• **Prompt**: Word for word, transcribe the material below from its first line to the line with "use tokio_util::sync::CancellationToken;", both included.

• **Supplied records**:
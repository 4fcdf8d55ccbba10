//! Source resolution
//!
//! Gets package bytes onto local disk. The cache is consulted first; on a
//! miss the package is copied from a local path or transferred from the
//! network into the per-call scratch directory.

pub mod http;
pub mod local;

pub use http::HttpTransport;

use async_trait::async_trait;
use std::path::{Path, PathBuf};
use std::sync::Arc;
use std::sync::atomic::{AtomicBool, Ordering};
use tokio_util::sync::CancellationToken;
use tracing::{debug, info};
use url::Url;

use crate::cache::{CacheKey, CacheStore};
use crate::core::{InstallDescriptor, InstallError, InstallStage, ProgressSink, Result};
use crate::install::scratch::ScratchSpace;

/// File name used when neither the descriptor nor the URL provides one
pub const FALLBACK_FILE_NAME: &str = "package.zip";

/// Shared switch that forbids any network access
///
/// Clones share the same flag, so a front-end can flip it while installs are
/// queued.
#[derive(Debug, Clone, Default)]
pub struct NetworkAccess {
    disabled: Arc<AtomicBool>,
}

impl NetworkAccess {
    pub fn new(disabled: bool) -> Self {
        Self {
            disabled: Arc::new(AtomicBool::new(disabled)),
        }
    }

    pub fn set_disabled(&self, disabled: bool) {
        self.disabled.store(disabled, Ordering::SeqCst);
    }

    pub fn is_disabled(&self) -> bool {
        self.disabled.load(Ordering::SeqCst)
    }
}

/// Transfers a remote package to a local file
#[async_trait]
pub trait PackageTransport: Send + Sync {
    /// Download `url` into `dest`, returning the number of bytes written
    async fn fetch(
        &self,
        url: &Url,
        dest: &Path,
        progress: &ProgressSink,
        cancel: &CancellationToken,
    ) -> Result<u64>;
}

/// Where a descriptor's `source` points
#[derive(Debug, Clone, PartialEq, Eq)]
pub enum SourceLocation {
    Remote(Url),
    Local(PathBuf),
}

impl SourceLocation {
    /// Interpret a source string as a URL or a local path
    ///
    /// `http`/`https` URLs are remote, `file` URLs and plain paths (including
    /// Windows drive paths) are local. Anything else is rejected.
    pub fn parse(source: &str) -> Result<Self> {
        let source = source.trim();
        match Url::parse(source) {
            Ok(url) => match url.scheme() {
                "http" | "https" => Ok(SourceLocation::Remote(url)),
                "file" => url
                    .to_file_path()
                    .map(SourceLocation::Local)
                    .map_err(|_| InstallError::InvalidSource {
                        uri: source.to_string(),
                        suggestion: "file URL does not name a local path".to_string(),
                    }),
                scheme if scheme.len() == 1 => Ok(SourceLocation::Local(PathBuf::from(source))),
                scheme => Err(InstallError::InvalidSource {
                    uri: source.to_string(),
                    suggestion: format!("unsupported scheme '{}' (supported: http, https, file)", scheme),
                }),
            },
            Err(url::ParseError::RelativeUrlWithoutBase) => {
                Ok(SourceLocation::Local(PathBuf::from(source)))
            }
            Err(e) => Err(InstallError::InvalidSource {
                uri: source.to_string(),
                suggestion: match e {
                    url::ParseError::EmptyHost => "URL must have a valid hostname".to_string(),
                    url::ParseError::InvalidPort => {
                        "Port number must be between 1 and 65535".to_string()
                    }
                    other => format!("Check URL format ({})", other),
                },
            }),
        }
    }
}

/// Local payload produced by the resolver
#[derive(Debug, Clone, PartialEq, Eq)]
pub struct ResolvedSource {
    pub path: PathBuf,
    /// The payload is a cache entry
    pub from_cache: bool,
    /// The payload was transferred over the network during this call
    pub downloaded: bool,
}

/// Resolves a descriptor to local package bytes
pub struct SourceResolver<'a> {
    cache: &'a CacheStore,
    transport: &'a dyn PackageTransport,
    network: &'a NetworkAccess,
}

impl<'a> SourceResolver<'a> {
    pub fn new(
        cache: &'a CacheStore,
        transport: &'a dyn PackageTransport,
        network: &'a NetworkAccess,
    ) -> Self {
        Self {
            cache,
            transport,
            network,
        }
    }

    pub async fn resolve(
        &self,
        descriptor: &InstallDescriptor,
        scratch: &ScratchSpace,
        progress: &ProgressSink,
        cancel: &CancellationToken,
    ) -> Result<ResolvedSource> {
        if cancel.is_cancelled() {
            return Err(InstallError::cancelled("cancelled before resolving source"));
        }

        let key = CacheKey::new(&descriptor.package, descriptor.version.as_deref());
        if let Some(path) = self.cache.lookup(&key).await {
            info!("Using cached package for {} from {}", key, path.display());
            return Ok(ResolvedSource {
                path,
                from_cache: true,
                downloaded: false,
            });
        }

        let location = SourceLocation::parse(&descriptor.source)?;
        let dest = scratch.download_dir().join(download_file_name(descriptor, &location));

        match location {
            SourceLocation::Local(path) => {
                progress.emit(
                    InstallStage::Downloading,
                    format!("Copying {} from {}", descriptor.package.display_name, path.display()),
                );
                local::copy_local_source(&path, &dest, cancel).await?;
                Ok(ResolvedSource {
                    path: dest,
                    from_cache: false,
                    downloaded: false,
                })
            }
            SourceLocation::Remote(url) => {
                if self.network.is_disabled() {
                    return Err(InstallError::NetworkDisabled {
                        package: descriptor.package.id.clone(),
                    });
                }

                progress.emit(
                    InstallStage::Downloading,
                    format!("Downloading {} from {}", descriptor.package.display_name, url),
                );
                let size = self.transport.fetch(&url, &dest, progress, cancel).await?;
                debug!("Fetched {} ({} bytes) to {}", url, size, dest.display());
                Ok(ResolvedSource {
                    path: dest,
                    from_cache: false,
                    downloaded: true,
                })
            }
        }
    }
}

/// Declared file name, else the last URL/path segment, else a fixed name
fn download_file_name(descriptor: &InstallDescriptor, location: &SourceLocation) -> String {
    let declared = descriptor
        .file_name
        .as_deref()
        .and_then(|name| Path::new(name).file_name())
        .map(|name| name.to_string_lossy().into_owned());

    let derived = match location {
        SourceLocation::Remote(url) => url
            .path_segments()
            .and_then(|mut segments| segments.next_back())
            .filter(|segment| !segment.is_empty())
            .map(str::to_string),
        SourceLocation::Local(path) => path
            .file_name()
            .map(|name| name.to_string_lossy().into_owned()),
    };

    declared
        .or(derived)
        .unwrap_or_else(|| FALLBACK_FILE_NAME.to_string())
}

• **Solution to this problem**:
repository 4fcdf8d55ccbba10
//! Source resolution
//!
//! Gets package bytes onto local disk. The cache is consulted first; on a
//! miss the package is copied from a local path or transferred from the
//! network into the per-call scratch directory.

pub mod http;
pub mod local;

pub use http::HttpTransport;

use async_trait::async_trait;
use std::path::{Path, PathBuf};
use std::sync::Arc;
use std::sync::atomic::{AtomicBool, Ordering};
use tokio_util::sync::CancellationToken;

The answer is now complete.